I give each one of you permission to give Asa extra love and tender support right now. She is a mother who lost her oldest child in a tragic way. Hug her, cry with her. I know people mean well when they say how strong she is. But that sentiment denies her sharing the very real struggle of loss and pain she feels. Where she is trying to figure out how to get through the next patient visit giving of compassion and empathy. When she is the one needing of those things. Encouragement is great and it is needed. But the real Asa is not strong right now. Compassion, sympathy and empathy are much more important right now. 

I hope what I am saying makes sense.... Because no matter what...
We love and appreciate you all!

You Have Permission...

I spent 3 hours helping build sets yesterday. The students and parents were great. But it was not forgotten by me the only reason I was there because Caleb was not. Earlier in the day Asa helped out at a fundraising car wash. Without Caleb's smiling face and comic relief.

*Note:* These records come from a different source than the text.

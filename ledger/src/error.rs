//! Ledger-specific errors.

use thiserror::Error;

#[derive(Debug, Error)]
pub enum LedgerError {
    #[error("insufficient balance: need {needed}, available {available}")]
    InsufficientBalance { needed: u128, available: u128 },

    #[error("insufficient allowance: need {needed}, approved {approved}")]
    InsufficientAllowance { needed: u128, approved: u128 },

    #[error("global rate may only decrease: current {current}, requested {requested}")]
    RateMustNotIncrease { current: u128, requested: u128 },

    #[error("arithmetic overflow in accrual computation")]
    Overflow,

    #[error("snapshot (de)serialization failed: {0}")]
    Snapshot(String),
}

It is OK to tell us stories and things you remember about Caleb. He is on our mind and in our hearts so you need not worry that you are bringing up a painful subject. He brought the world joy and that is how we are learning to remember him has. I am choosing not to focus on the last day of his life. But to focus on the wonderful memories he left us with and the loving spirit he carried with him and gave freely of.

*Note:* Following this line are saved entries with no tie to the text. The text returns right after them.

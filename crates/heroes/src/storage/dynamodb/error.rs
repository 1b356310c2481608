//! DynamoDB error mapping.
//!
//! Maps AWS SDK errors to `RepositoryError` from `heroes_core::storage`.
//! Service errors are classified by their DynamoDB error code, which every
//! operation's error type exposes through [`ProvideErrorMetadata`].

use std::error::Error;
use std::fmt::Debug;

use aws_sdk_dynamodb::error::{DisplayErrorContext, ProvideErrorMetadata, SdkError};
use aws_sdk_dynamodb::operation::create_table::CreateTableError;
use aws_sdk_dynamodb::operation::delete_item::DeleteItemError;
use aws_sdk_dynamodb::operation::delete_table::DeleteTableError;
use aws_sdk_dynamodb::operation::describe_table::DescribeTableError;
use aws_sdk_dynamodb::operation::get_item::GetItemError;
use aws_sdk_dynamodb::operation::put_item::PutItemError;
use aws_sdk_dynamodb::operation::scan::ScanError;
use heroes_core::storage::RepositoryError;

/// Maps an SDK error from `operation` to a repository error.
///
/// Requests that never got a response are connection failures. Everything
/// the service answered with is a failed query.
fn map_sdk_error<E, R>(operation: &str, err: SdkError<E, R>) -> RepositoryError
where
    E: ProvideErrorMetadata + Error + 'static,
    R: Debug,
{
    match &err {
        SdkError::DispatchFailure(_) | SdkError::TimeoutError(_) => {
            RepositoryError::ConnectionFailed(DisplayErrorContext(&err).to_string())
        }
        _ => match err.as_service_error() {
            Some(service) => service_error(operation, service),
            None => RepositoryError::QueryFailed(format!(
                "{operation} failed: {}",
                DisplayErrorContext(&err)
            )),
        },
    }
}

/// Classifies a service error by its DynamoDB error code.
fn service_error<E>(operation: &str, err: &E) -> RepositoryError
where
    E: ProvideErrorMetadata + Debug,
{
    let message = match err.code() {
        Some("ResourceNotFoundException") => "Table not found".to_string(),
        Some("ResourceInUseException") => "Table is in use".to_string(),
        Some("ProvisionedThroughputExceededException") => {
            "Throughput exceeded, please retry".to_string()
        }
        Some("RequestLimitExceeded") => "Request limit exceeded, please retry".to_string(),
        Some("LimitExceededException") => "Table limit exceeded".to_string(),
        Some("ItemCollectionSizeLimitExceededException") => {
            "Item collection size limit exceeded".to_string()
        }
        Some("TransactionConflictException") => "Transaction conflict, please retry".to_string(),
        Some("InternalServerError") => "DynamoDB internal server error".to_string(),
        _ => format!("{operation} failed: {err:?}"),
    };

    RepositoryError::QueryFailed(message)
}

/// Map a GetItem SDK error to RepositoryError.
pub fn map_get_item_error<R: Debug>(err: SdkError<GetItemError, R>) -> RepositoryError {
    map_sdk_error("GetItem", err)
}

/// Map a Scan SDK error to RepositoryError.
pub fn map_scan_error<R: Debug>(err: SdkError<ScanError, R>) -> RepositoryError {
    map_sdk_error("Scan", err)
}

/// Map a PutItem SDK error to RepositoryError.
///
/// A failed `attribute_exists` condition means there was no hero to replace.
pub fn map_put_item_error<R: Debug>(
    err: SdkError<PutItemError, R>,
    id: impl Into<String>,
) -> RepositoryError {
    if matches!(
        err.as_service_error(),
        Some(PutItemError::ConditionalCheckFailedException(_))
    ) {
        return RepositoryError::hero_not_found(id);
    }
    map_sdk_error("PutItem", err)
}

/// Map a DeleteItem SDK error to RepositoryError.
pub fn map_delete_item_error<R: Debug>(err: SdkError<DeleteItemError, R>) -> RepositoryError {
    map_sdk_error("DeleteItem", err)
}

/// Map a CreateTable SDK error to RepositoryError.
pub fn map_create_table_error<R: Debug>(err: SdkError<CreateTableError, R>) -> RepositoryError {
    map_sdk_error("CreateTable", err)
}

/// Map a DeleteTable SDK error to RepositoryError.
pub fn map_delete_table_error<R: Debug>(err: SdkError<DeleteTableError, R>) -> RepositoryError {
    map_sdk_error("DeleteTable", err)
}

/// Map a DescribeTable SDK error to RepositoryError.
pub fn map_describe_table_error<R: Debug>(
    err: SdkError<DescribeTableError, R>,
) -> RepositoryError {
    map_sdk_error("DescribeTable", err)
}

#[cfg(test)]
mod tests {
    use super::*;
    use aws_sdk_dynamodb::error::ErrorMetadata;
    use aws_sdk_dynamodb::types::error::ConditionalCheckFailedException;

    fn get_item_error(code: &str) -> SdkError<GetItemError, ()> {
        SdkError::service_error(
            GetItemError::generic(ErrorMetadata::builder().code(code).build()),
            (),
        )
    }

    #[test]
    fn test_missing_table_is_query_failure() {
        let err = map_get_item_error(get_item_error("ResourceNotFoundException"));

        assert!(matches!(err, RepositoryError::QueryFailed(msg) if msg == "Table not found"));
    }

    #[test]
    fn test_throttling_is_query_failure() {
        let err = map_get_item_error(get_item_error("ProvisionedThroughputExceededException"));

        assert!(matches!(
            err,
            RepositoryError::QueryFailed(msg) if msg.contains("Throughput exceeded")
        ));
    }

    #[test]
    fn test_unknown_code_names_operation() {
        let err = map_get_item_error(get_item_error("SomethingNew"));

        assert!(matches!(
            err,
            RepositoryError::QueryFailed(msg) if msg.starts_with("GetItem failed")
        ));
    }

    #[test]
    fn test_timeout_is_connection_failure() {
        let err: SdkError<ScanError, ()> = SdkError::timeout_error("timed out");

        assert!(matches!(
            map_scan_error(err),
            RepositoryError::ConnectionFailed(_)
        ));
    }

    #[test]
    fn test_failed_condition_is_not_found() {
        let err: SdkError<PutItemError, ()> = SdkError::service_error(
            PutItemError::ConditionalCheckFailedException(
                ConditionalCheckFailedException::builder().build(),
            ),
            (),
        );

        assert!(matches!(
            map_put_item_error(err, "abc"),
            RepositoryError::NotFound { .. }
        ));
    }
}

I give each one of you permission to give Asa extra love and tender support right now. She is a mother who lost her oldest child in a tragic way. Hug her, cry with her. I know people mean well when they say how strong she is. But that sentiment denies her sharing the very real struggle of loss and pain she feels.
                                                                                                                    
Where she is trying to figure out how to get through the next patient visit giving of compassion and empathy. When she is the one needing of those things. Encouragement is great and it is needed. But the real Asa is not strong right now. Compassion, sympathy and empathy are much more important right now. I hope what I am saying makes sense.... Because no matter what...
We love and appreciate you all!

March 10, 2017

You Can't do Life Alone.

Today I sat with an amazing young man. Without the advantage that comes with age, he is bravely navigating the difficult road that lies before him. He has had the wisdom to REACH OUT to others for help. He is asking the tough questions, and expects real answers. I am so glad Caleb considered him a friend. And that he sat with me and spoke honestly and openly about his journey. I pray we get a chance to walk along this path called life together for a while.

Any other person that wants to REACH OUT, talk, ask questions. I am here to listen and encourage. BE THE ONE starts with realizing you can't do life alone! I want to help, it helps me.

March 9, 2017

Be The One.

Thank you to Deana Dennis Rollins who gave a wonderful talk about mental illness and spotting the signs of depression. She offered the youth of Holston Creek Baptist a challenge. To BE THE ONE. And they are having bracelets made with BE THE ONE on one side with CZ on the other. What an amazing gesture!





March 7, 2017

What's on my mind?

What's on my mind? Caleb, I love you, I miss you, the pain you left behind overwhelms me.                                                                                                                                                                        

March 4, 2017

Private Memorial

Today, we will have the private memorial for Caleb. The majority of the room won't be casual acquaintances or students I don't really know. It will be filled with our family and those we have a close bond to. Those people who have touched our lives in a profound way. It will be filled with others who have suffered greatly along with us these past three weeks. I guess it's the service that we are supposed to officially say goodbye to Caleb. 

I kinda did that my last day in Charleston, but I don't think I will ever truly say goodbye, and I don't think we are supposed to. Caleb will be a part of every one of my days for the rest of my life. I'm sure some days will make me mad because "he was supposed to be here for this", but hopefully, most will bring a smile and a great memory. Though you are breaking my heart, I love Caleb.